Давить их стали сильнее, и Василий уже видел, как с автобуса стягивали выступавших. Видно было, как подходили свежие силы военных. Давление усиливалось и усиливалось.
Впереди наступавшие пять рядов были из молодых солдат, видимо, первогодок. Они испуганно таращили глаза; собственно, практически не давили, а только старались сомкнуть посильнее стенку из щитов. Сзади же офицеры давили на солдат, при этом делая маневры давления то в одной, то в другой стороне. По краям, сзади, стояли военные с автоматами.
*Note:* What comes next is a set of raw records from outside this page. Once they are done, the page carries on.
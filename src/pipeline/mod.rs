pub mod stage2_pivot;
pub mod stage3_population;
pub mod stage4_reference;
pub mod stage5_score;
pub mod stage6_report;
use std::path::{Path, PathBuf};

use crate::error::{Result, RunControlError};
use crate::model::thresholds::ThresholdProfile;

pub const TRAINING_DIR_NAME: &str = "runko_nt_csv_424736_training";
pub const TRAINING_DIR_ENV: &str = "RUNCONTROL_TRAINING_DIR";
pub const REPORT_FILE_NAME: &str = "score_report.txt";
pub const LOG_FILE_NAME: &str = "runko.log";

#[derive(Debug, Clone)]
pub struct RunConfig {
    pub sample_path: PathBuf,
    pub training_dir: PathBuf,
    pub report_path: PathBuf,
    pub thresholds: ThresholdProfile,
}

impl RunConfig {
    pub fn resolve(sample_path: PathBuf) -> Result<Self> {
        let env_override = std::env::var_os(TRAINING_DIR_ENV).map(PathBuf::from);
        let exe = std::env::current_exe().ok();
        let training_dir = resolve_training_dir(env_override.as_deref(), exe.as_deref())?;
        Ok(Self {
            sample_path,
            training_dir,
            report_path: PathBuf::from(REPORT_FILE_NAME),
            thresholds: ThresholdProfile::default_v1(),
        })
    }
}

/// Locates the training directory shipped with the program.
///
/// An explicit override wins. Otherwise the directory is looked up next to
/// the executable, then one level above it.
pub fn resolve_training_dir(
    env_override: Option<&Path>,
    exe: Option<&Path>,
) -> Result<PathBuf> {
    if let Some(dir) = env_override {
        if dir.is_dir() {
            return Ok(dir.to_path_buf());
        }
        return Err(RunControlError::MissingTrainingDirectory(dir.to_path_buf()));
    }

    let exe_dir = exe.and_then(Path::parent);
    let mut candidates = Vec::new();
    match exe_dir {
        Some(dir) => {
            candidates.push(dir.join(TRAINING_DIR_NAME));
            if let Some(parent) = dir.parent() {
                candidates.push(parent.join(TRAINING_DIR_NAME));
            }
        }
        None => candidates.push(PathBuf::from(TRAINING_DIR_NAME)),
    }

    for candidate in &candidates {
        if candidate.is_dir() {
            return Ok(candidate.clone());
        }
    }
    Err(RunControlError::MissingTrainingDirectory(candidates.swap_remove(0)))
}

#[cfg(test)]
#[path = "../tests/src_inline/config.rs"]
mod tests;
Василий попробовал вклиниться между солдатами и под давлением обеих сторон оттеснил одного из солдатиков в толпу демонстрантов. Он вовсе не сопротивлялся и шел, куда его теснили. Если бы у демонстрантов было сколько-нибудь человек организованных, то они бы, может, смогли разорвать и потеснить цепи наступающих. Но те сами же, видя, что солдатик оторвался далеко к ним в толпу, расступаясь, провожали его назад, говоря:
- Иди к своим.
Демонстрантов продолжали вытеснять. Василий не заметил, как уже стало темнеть. Женщины умоляли солдат не применять силу. Солдаты слушали и молчали.
Вскоре Василий и некоторые из сопротивляющихся оказались посреди большой лужи, как бы уже в глубоком тылу военных цепей, которые перестроились по-новому. К ним подходило несколько здоровых ребят, офицеров с дубинками, хватали по одному и вытаскивали за пределы цепей. Народ медленно, но уверенно вытесняли с площади.
Страсти накалялись. Метрах в тридцати от себя Василий увидел, как вышедшая "свиньей" из цепи молодых солдат группа офицеров начала бить дубинками Алксниса. (В этот день Алкснису пробили голову и сломали ключицу)
Люди закричали, ринулись вперед, на некоторое время смяли первые ряды, но на них обрушился град дубинок с других рядов, упали сразу две женщины, они оказались в гуще наступающих военных и кричали, поднимаясь и выходя из толпы. Василий стал через лужу в метре от остановившейся цепи щитов.
- Чем-то надо помочь Алкснису, - думал он, и действия его опережали мысли. Увидев, как один из солдат начал размахивать дубинкой выше щитов, он метнулся к нему через лужу, одним махом двумя руками поймал дубинку и изо всех сил дернул за нее в надежде вырвать. Однако дубинка крепко была обмотана шнурком за руку солдата. Солдат, выдернутый из цепи, вместе с дубинкой плюхнулся в лужу. А Василий, в свою очередь, не зная, что ему делать самому, тащил его к себе по луже. Из цепи опешивших солдат к нему пробирались офицеры.
Он хотел уже оставить того солдатика, но подоспевшие сбоку военные ударили ему по ногам, он упал на бок, прикрывая голову руками. Его "прогнали" несколькими ударами, потом схватили за руки и подняли. Первая мысль:
- Сейчас будет "добавка"!
Но его просто вели, не трогая. И тут он увидел, что на них направлен луч света от телекамеры.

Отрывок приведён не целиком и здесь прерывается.